The deficit and our $13 trillion national debt are serious problems that must be addressed. But we can — and must — address them without punishing America’s workers, senior citizens, the disabled, widows and orphans.
First, let’s be clear: Despite all the right-wing rhetoric, Social Security is not going bankrupt. That’s a lie!
The truth is that the Social Security Trust Fund has run surpluses for the last quarter century. Today’s $2.5 trillion cushion is projected to grow to $4 trillion in 2023. The nonpartisan Congressional Budget Office, experts in this area, say Social Security will be able to pay every nickel owed to every eligible beneficiary until 2039.
Got that? In case you don’t, let me repeat it. The people who have studied this issue most thoroughly and have no political bias report that Social Security will be able to pay out all benefits to every eligible beneficiary for the next 29 years.
It is true that by 2039, if nothing is changed, Social Security will be able to pay out only about 80 percent of benefits. That is why it is important that Congress act soon to make sure Social Security is as strong in the future as it is today.
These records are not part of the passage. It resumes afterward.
impl Value {
    #[inline]
    pub fn int(v: i64) -> Self {
        Value::Int(v)
    }

    #[inline]
    pub fn float(v: f64) -> Self {
        Value::Float(v)
    }

    #[inline]
    pub fn bool(v: bool) -> Self {
        Value::Bool(v)
    }

    #[inline]
    pub fn symbol(sym: Sym) -> Self {
        Value::Symbol(sym)
    }

    /// Allocate a new string value holding a copy of `s`.
    pub fn string(s: &str) -> Self {
        Value::Str(Rc::new(RefCell::new(s.to_owned())))
    }

    pub fn array(items: Vec<Value>) -> Self {
        Value::Array(Rc::new(RefCell::new(items)))
    }

    pub fn hash(hash: RHash) -> Self {
        Value::Hash(Rc::new(RefCell::new(hash)))
    }

    #[inline]
    pub fn is_nil(&self) -> bool {
        matches!(self, Value::Nil)
    }

    /// Ruby truthiness: everything except `nil` and `false`.
    #[inline]
    pub fn truthy(&self) -> bool {
        !matches!(self, Value::Nil | Value::Bool(false))
    }

    pub fn as_int(&self) -> Option<i64> {
        match self {
            Value::Int(v) => Some(*v),
            _ => None,
        }
    }

    pub fn as_float(&self) -> Option<f64> {
        match self {
            Value::Float(v) => Some(*v),
            Value::Int(v) => Some(*v as f64),
            _ => None,
        }
    }

    pub fn as_symbol(&self) -> Option<Sym> {
        match self {
            Value::Symbol(s) => Some(*s),
            _ => None,
        }
    }

    /// Borrow the contents of a string value.
    pub fn as_str(&self) -> Option<Ref<'_, String>> {
        match self {
            Value::Str(s) => Some(s.borrow()),
            _ => None,
        }
    }

    pub fn as_class(&self) -> Option<&ClassRef> {
        match self {
            Value::Class(c) => Some(c),
            _ => None,
        }
    }

    pub fn as_data(&self) -> Option<&Rc<RData>> {
        match self {
            Value::Data(d) => Some(d),
            _ => None,
        }
    }

    /// Short type label used in diagnostics.
    pub fn type_name(&self) -> &'static str {
        match self {
            Value::Nil => "nil",
            Value::Bool(true) => "true",
            Value::Bool(false) => "false",
            Value::Int(_) => "Integer",
            Value::Float(_) => "Float",
            Value::Symbol(_) => "Symbol",
            Value::Str(_) => "String",
            Value::Array(_) => "Array",
            Value::Hash(_) => "Hash",
            Value::Object(_) => "Object",
            Value::Data(_) => "Data",
            Value::Class(_) => "Class",
        }
    }

    /// Identity comparison: immediates by value, heap objects by address.
    pub fn identical(&self, other: &Value) -> bool {
        match (self, other) {
            (Value::Nil, Value::Nil) => true,
            (Value::Bool(a), Value::Bool(b)) => a == b,
            (Value::Int(a), Value::Int(b)) => a == b,
            (Value::Float(a), Value::Float(b)) => a.to_bits() == b.to_bits(),
            (Value::Symbol(a), Value::Symbol(b)) => a == b,
            (Value::Str(a), Value::Str(b)) => Rc::ptr_eq(a, b),
            (Value::Array(a), Value::Array(b)) => Rc::ptr_eq(a, b),
            (Value::Hash(a), Value::Hash(b)) => Rc::ptr_eq(a, b),
            (Value::Object(a), Value::Object(b)) => Rc::ptr_eq(a, b),
            (Value::Data(a), Value::Data(b)) => Rc::ptr_eq(a, b),
            (Value::Class(a), Value::Class(b)) => Rc::ptr_eq(a, b),
            _ => false,
        }
    }

    /// Structural equality for builtin values; identity for objects.
    pub fn eql(&self, other: &Value) -> bool {
        match (self, other) {
            (Value::Int(a), Value::Float(b)) | (Value::Float(b), Value::Int(a)) => {
                (*a as f64) == *b
            }
            (Value::Float(a), Value::Float(b)) => a == b,
            (Value::Str(a), Value::Str(b)) => Rc::ptr_eq(a, b) || *a.borrow() == *b.borrow(),
            (Value::Array(a), Value::Array(b)) => {
                if Rc::ptr_eq(a, b) {
                    return true;
                }
                let (a, b) = (a.borrow(), b.borrow());
                a.len() == b.len() && a.iter().zip(b.iter()).all(|(x, y)| x.eql(y))
            }
            (Value::Hash(a), Value::Hash(b)) => {
                if Rc::ptr_eq(a, b) {
                    return true;
                }
                let (a, b) = (a.borrow(), b.borrow());
                a.len() == b.len()
                    && a.iter().all(|(k, v)| b.get(k).is_some_and(|other| other.eql(v)))
            }
            _ => self.identical(other),
        }
    }

    /// Stable per-object identifier.
    pub fn object_id(&self) -> i64 {
        match self {
            Value::Nil => 8,
            Value::Bool(true) => 20,
            Value::Bool(false) => 0,
            Value::Int(v) => v.wrapping_mul(2).wrapping_add(1),
            Value::Float(v) => v.to_bits() as i64,
            Value::Symbol(s) => (s.id() as i64) * 256 + 12,
            Value::Str(s) => Rc::as_ptr(s) as *const u8 as i64,
            Value::Array(a) => Rc::as_ptr(a) as *const u8 as i64,
            Value::Hash(h) => Rc::as_ptr(h) as *const u8 as i64,
            Value::Object(o) => Rc::as_ptr(o) as *const u8 as i64,
            Value::Data(d) => Rc::as_ptr(d) as *const u8 as i64,
            Value::Class(c) => Rc::as_ptr(c) as *const u8 as i64,
        }
    }
}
While the critics profess concern about Social Security’s financial future, their fuzzy math ignores the fact that this highly successful program has not added a dime to our deficit. Social Security has more than paid for itself from the day when the first check landed in the Ludlow, Vt., mailbox of retired legal secretary Ida May Fuller on Jan. 31, 1940.
There are some really dangerous ideas out there with regard to the future of Social Security — In the midst of all of the destructive rhetoric and ideas out there, there is one proposal that is simple, sensible and would keep Social Security strong and solvent in a fair and just way. Under the law today, the Social Security payroll tax is levied only on earnings up to $106,800 a year. That means millionaires and billionaires get off scot free on all of their income above that amount. In other words, an individual who earns $106,800 pays the same Social Security tax as a multimillionaire. That’s wrong. *******
According to CBO (Congressional budget Office), applying the tax to all income would provide all the revenue that Social Security needs for the foreseeable future — for our kids and grandchildren and great grandchildren.] Sen. Bernie Sanders (I-Vt.) serves on the Senate Budget Committee.